►

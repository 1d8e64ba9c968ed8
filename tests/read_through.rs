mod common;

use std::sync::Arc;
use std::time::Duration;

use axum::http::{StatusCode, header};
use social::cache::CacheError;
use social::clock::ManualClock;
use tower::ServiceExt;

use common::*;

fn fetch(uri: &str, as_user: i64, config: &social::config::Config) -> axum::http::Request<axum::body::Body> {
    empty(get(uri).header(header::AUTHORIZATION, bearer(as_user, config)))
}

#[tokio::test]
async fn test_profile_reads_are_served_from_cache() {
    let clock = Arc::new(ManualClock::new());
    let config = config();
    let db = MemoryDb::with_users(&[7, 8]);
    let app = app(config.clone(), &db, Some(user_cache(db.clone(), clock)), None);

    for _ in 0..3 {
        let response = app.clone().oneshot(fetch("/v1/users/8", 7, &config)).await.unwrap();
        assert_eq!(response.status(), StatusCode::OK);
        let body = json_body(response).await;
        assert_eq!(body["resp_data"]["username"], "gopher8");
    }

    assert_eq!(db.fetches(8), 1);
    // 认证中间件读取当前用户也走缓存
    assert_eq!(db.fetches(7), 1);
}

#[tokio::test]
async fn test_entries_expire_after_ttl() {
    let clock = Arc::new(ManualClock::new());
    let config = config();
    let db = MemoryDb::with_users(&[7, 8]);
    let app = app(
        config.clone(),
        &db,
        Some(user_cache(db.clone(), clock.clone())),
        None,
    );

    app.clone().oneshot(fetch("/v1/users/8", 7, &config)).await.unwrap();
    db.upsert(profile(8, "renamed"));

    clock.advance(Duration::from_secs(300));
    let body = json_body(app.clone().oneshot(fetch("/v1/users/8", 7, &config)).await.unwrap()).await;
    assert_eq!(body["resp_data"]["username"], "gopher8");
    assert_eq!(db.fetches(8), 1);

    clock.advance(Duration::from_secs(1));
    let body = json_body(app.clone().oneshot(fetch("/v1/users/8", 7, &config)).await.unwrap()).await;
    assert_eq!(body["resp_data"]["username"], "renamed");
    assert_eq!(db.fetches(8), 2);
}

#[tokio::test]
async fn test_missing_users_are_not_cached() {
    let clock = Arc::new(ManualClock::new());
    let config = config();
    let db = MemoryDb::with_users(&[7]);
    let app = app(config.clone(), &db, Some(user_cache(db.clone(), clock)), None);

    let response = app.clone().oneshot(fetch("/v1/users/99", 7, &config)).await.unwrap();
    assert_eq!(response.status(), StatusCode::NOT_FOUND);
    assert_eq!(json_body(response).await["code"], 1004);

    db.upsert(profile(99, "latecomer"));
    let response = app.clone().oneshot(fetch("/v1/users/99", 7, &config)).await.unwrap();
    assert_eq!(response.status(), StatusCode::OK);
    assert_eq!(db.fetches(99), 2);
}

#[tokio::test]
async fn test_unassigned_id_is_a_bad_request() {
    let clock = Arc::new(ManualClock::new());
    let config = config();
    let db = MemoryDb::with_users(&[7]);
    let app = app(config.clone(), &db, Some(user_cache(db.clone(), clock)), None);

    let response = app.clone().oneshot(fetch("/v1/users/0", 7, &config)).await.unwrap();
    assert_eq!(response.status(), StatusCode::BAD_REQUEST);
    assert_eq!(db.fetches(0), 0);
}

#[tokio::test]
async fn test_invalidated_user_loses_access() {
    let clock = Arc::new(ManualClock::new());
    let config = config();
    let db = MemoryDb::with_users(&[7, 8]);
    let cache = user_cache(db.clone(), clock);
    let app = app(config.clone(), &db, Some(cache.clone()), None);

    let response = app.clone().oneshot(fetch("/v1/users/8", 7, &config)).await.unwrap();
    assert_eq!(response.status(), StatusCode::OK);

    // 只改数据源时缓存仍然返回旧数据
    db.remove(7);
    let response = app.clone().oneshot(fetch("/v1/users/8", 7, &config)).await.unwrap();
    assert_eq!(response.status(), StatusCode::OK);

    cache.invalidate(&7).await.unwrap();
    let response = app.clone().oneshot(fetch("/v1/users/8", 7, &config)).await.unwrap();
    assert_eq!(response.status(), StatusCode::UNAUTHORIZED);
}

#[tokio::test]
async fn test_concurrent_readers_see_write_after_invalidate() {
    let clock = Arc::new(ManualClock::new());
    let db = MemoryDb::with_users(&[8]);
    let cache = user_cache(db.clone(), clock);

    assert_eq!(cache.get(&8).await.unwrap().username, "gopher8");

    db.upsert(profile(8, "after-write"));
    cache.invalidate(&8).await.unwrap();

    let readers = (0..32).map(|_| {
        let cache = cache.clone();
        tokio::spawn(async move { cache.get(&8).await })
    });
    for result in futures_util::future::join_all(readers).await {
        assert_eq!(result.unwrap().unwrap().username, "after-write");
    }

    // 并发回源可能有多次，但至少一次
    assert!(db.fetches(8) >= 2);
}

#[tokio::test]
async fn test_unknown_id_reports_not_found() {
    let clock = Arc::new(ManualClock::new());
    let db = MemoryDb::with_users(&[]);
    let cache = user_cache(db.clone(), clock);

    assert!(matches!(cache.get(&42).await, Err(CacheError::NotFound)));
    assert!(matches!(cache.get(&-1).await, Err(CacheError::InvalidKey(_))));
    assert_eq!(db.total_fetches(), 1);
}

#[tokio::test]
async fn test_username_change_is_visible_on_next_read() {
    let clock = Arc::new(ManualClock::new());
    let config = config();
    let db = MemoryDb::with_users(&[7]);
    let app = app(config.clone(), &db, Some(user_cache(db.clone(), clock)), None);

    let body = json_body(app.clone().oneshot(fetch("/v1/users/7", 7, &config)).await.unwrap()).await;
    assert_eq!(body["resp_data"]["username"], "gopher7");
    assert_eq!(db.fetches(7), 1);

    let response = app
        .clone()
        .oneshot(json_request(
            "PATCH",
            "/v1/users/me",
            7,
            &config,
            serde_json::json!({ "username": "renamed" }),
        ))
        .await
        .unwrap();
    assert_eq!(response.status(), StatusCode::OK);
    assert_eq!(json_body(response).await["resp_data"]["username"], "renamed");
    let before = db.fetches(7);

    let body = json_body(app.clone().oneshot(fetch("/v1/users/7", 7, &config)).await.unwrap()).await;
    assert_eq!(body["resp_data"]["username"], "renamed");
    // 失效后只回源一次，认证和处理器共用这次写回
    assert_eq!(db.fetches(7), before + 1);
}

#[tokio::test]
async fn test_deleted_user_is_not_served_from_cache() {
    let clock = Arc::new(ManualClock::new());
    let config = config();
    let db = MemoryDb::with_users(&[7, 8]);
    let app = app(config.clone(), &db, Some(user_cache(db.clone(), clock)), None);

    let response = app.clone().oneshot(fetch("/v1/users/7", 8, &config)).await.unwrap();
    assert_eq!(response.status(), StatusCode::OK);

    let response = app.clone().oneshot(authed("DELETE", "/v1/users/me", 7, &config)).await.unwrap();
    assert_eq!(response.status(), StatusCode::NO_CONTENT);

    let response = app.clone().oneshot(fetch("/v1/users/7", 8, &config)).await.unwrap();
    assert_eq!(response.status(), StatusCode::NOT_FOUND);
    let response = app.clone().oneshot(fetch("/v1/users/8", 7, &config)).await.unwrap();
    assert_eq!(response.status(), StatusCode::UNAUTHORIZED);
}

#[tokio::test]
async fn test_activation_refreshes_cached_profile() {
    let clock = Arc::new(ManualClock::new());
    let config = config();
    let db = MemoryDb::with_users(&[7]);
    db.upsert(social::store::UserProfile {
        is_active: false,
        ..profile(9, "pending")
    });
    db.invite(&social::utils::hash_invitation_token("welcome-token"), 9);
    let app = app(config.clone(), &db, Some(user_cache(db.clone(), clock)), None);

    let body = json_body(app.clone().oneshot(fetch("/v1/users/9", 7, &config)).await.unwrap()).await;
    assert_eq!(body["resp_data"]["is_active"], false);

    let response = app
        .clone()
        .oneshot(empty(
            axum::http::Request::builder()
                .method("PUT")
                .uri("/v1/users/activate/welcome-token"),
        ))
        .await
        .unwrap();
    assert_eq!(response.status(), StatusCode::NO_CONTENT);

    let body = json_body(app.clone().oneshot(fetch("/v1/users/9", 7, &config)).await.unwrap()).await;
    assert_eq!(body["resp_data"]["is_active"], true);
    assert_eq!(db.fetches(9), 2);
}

◄

EXERCISE AIM
Count every line of the listing holding the string "false". Reply with the total alone.

TASK OUTPUT
2